Maurice Manning,
A Companion for Owls: Being the Commonplace Book of D. Boone, Long Hunter, Back Woodsman, &c.
(Harcourt, 2004)

Maurice Manning is a native of Kentucky, which makes it not terribly surprising that A Companion for Owls, his second collection of poems, has as its genesis the life of Daniel Boone. The book is cast as a journal in verse, philosophical in tone -- the voice of someone who was, in all our legendry, the embodiment of the natural man, the archetype in American mythology of the frontiersman.

This book is immersed in the life of Boone, which is perhaps one of the things that gives Manning's poems such authority: he explicates on some of the events in an extensive section of notes, and there is even a group of poems titled "Letters from Squire," Boone's brother, commenting on historical events. Manning also adds an interesting speculation on Boone's possible influence on the English Romantic poets that is well worth reading. I do not, however, want to give the impression that this is a narrative of any sort: the history is referential; the poems themselves are, as James Baker Hall points out, "more often meditation and prayer than story."
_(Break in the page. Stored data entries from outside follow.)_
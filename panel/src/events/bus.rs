//! Publish/subscribe bus for deployment events

use serde::{Deserialize, Serialize};
use tokio::sync::broadcast;
use tracing::trace;

use crate::events::topics::Topics;
use crate::models::deployment::DeploymentStatus;

/// A single output line of a running deployment
#[derive(Debug, Clone, PartialEq, Serialize, Deserialize)]
#[serde(rename_all = "camelCase")]
pub struct LogLineEvent {
    pub deployment_id: String,
    pub project_path: String,
    pub line: String,
}

/// A status transition
#[derive(Debug, Clone, PartialEq, Serialize, Deserialize)]
#[serde(rename_all = "camelCase")]
pub struct StatusEvent {
    pub deployment_id: String,
    pub project_id: String,
    pub status: DeploymentStatus,
    pub current_step: Option<String>,
}

/// Terminal outcome
#[derive(Debug, Clone, PartialEq, Serialize, Deserialize)]
#[serde(rename_all = "camelCase")]
pub struct CompleteEvent {
    pub deployment_id: String,
    pub project_id: String,
    pub status: DeploymentStatus,
    pub duration: u64,
    #[serde(skip_serializing_if = "Option::is_none")]
    pub error: Option<String>,
}

/// Event published by the deployment pipeline
#[derive(Debug, Clone, PartialEq, Serialize)]
#[serde(untagged)]
pub enum DeployEvent {
    Log(LogLineEvent),
    Status(StatusEvent),
    Complete(CompleteEvent),
}

impl DeployEvent {
    /// Topic the event is published under
    pub fn topic(&self) -> &'static str {
        match self {
            DeployEvent::Log(_) => Topics::DEPLOY_LOG,
            DeployEvent::Status(_) => Topics::DEPLOY_STATUS,
            DeployEvent::Complete(_) => Topics::DEPLOY_COMPLETE,
        }
    }

    pub fn deployment_id(&self) -> &str {
        match self {
            DeployEvent::Log(e) => &e.deployment_id,
            DeployEvent::Status(e) => &e.deployment_id,
            DeployEvent::Complete(e) => &e.deployment_id,
        }
    }
}

/// Publish side of the event bus
pub trait EventBus: Send + Sync {
    /// Publish an event to every current subscriber. Never fails.
    fn publish(&self, event: DeployEvent);
}

/// In-process bus backed by a tokio broadcast channel
#[derive(Debug, Clone)]
pub struct BroadcastBus {
    tx: broadcast::Sender<DeployEvent>,
}

impl BroadcastBus {
    /// Create a bus whose subscribers may lag by up to `capacity` events
    pub fn new(capacity: usize) -> Self {
        let (tx, _rx) = broadcast::channel(capacity);
        Self { tx }
    }

    /// Subscribe to every event published from now on
    pub fn subscribe(&self) -> broadcast::Receiver<DeployEvent> {
        self.tx.subscribe()
    }

    pub fn subscriber_count(&self) -> usize {
        self.tx.receiver_count()
    }
}

impl Default for BroadcastBus {
    fn default() -> Self {
        Self::new(1024)
    }
}

impl EventBus for BroadcastBus {
    fn publish(&self, event: DeployEvent) {
        trace!("publish {} for {}", event.topic(), event.deployment_id());
        // No receivers is fine
        let _ = self.tx.send(event);
    }
}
Poetry can be difficult to describe; for one thing, the most important part of poetry is what happens around and between the words, those meanings to which the words are clues, but seldom anything as clear as signposts. Manning's works in this volume pose a slightly different problem: the words are so completely concrete, so much part of the daily world, that it can be easy to miss what lies under them; Manning, fortunately, gives us ready openings to the meanings within. In some ways I am reminded of Robert Frost in such works as "Death of a Hired Man" or others from that period. There is a full measure of that sense of here-and-now, of daily life lived in everyday terms, of meanings encompassed in an uninflected, understated relation of those events that lead us to ponder our lives (as, indeed, any event might).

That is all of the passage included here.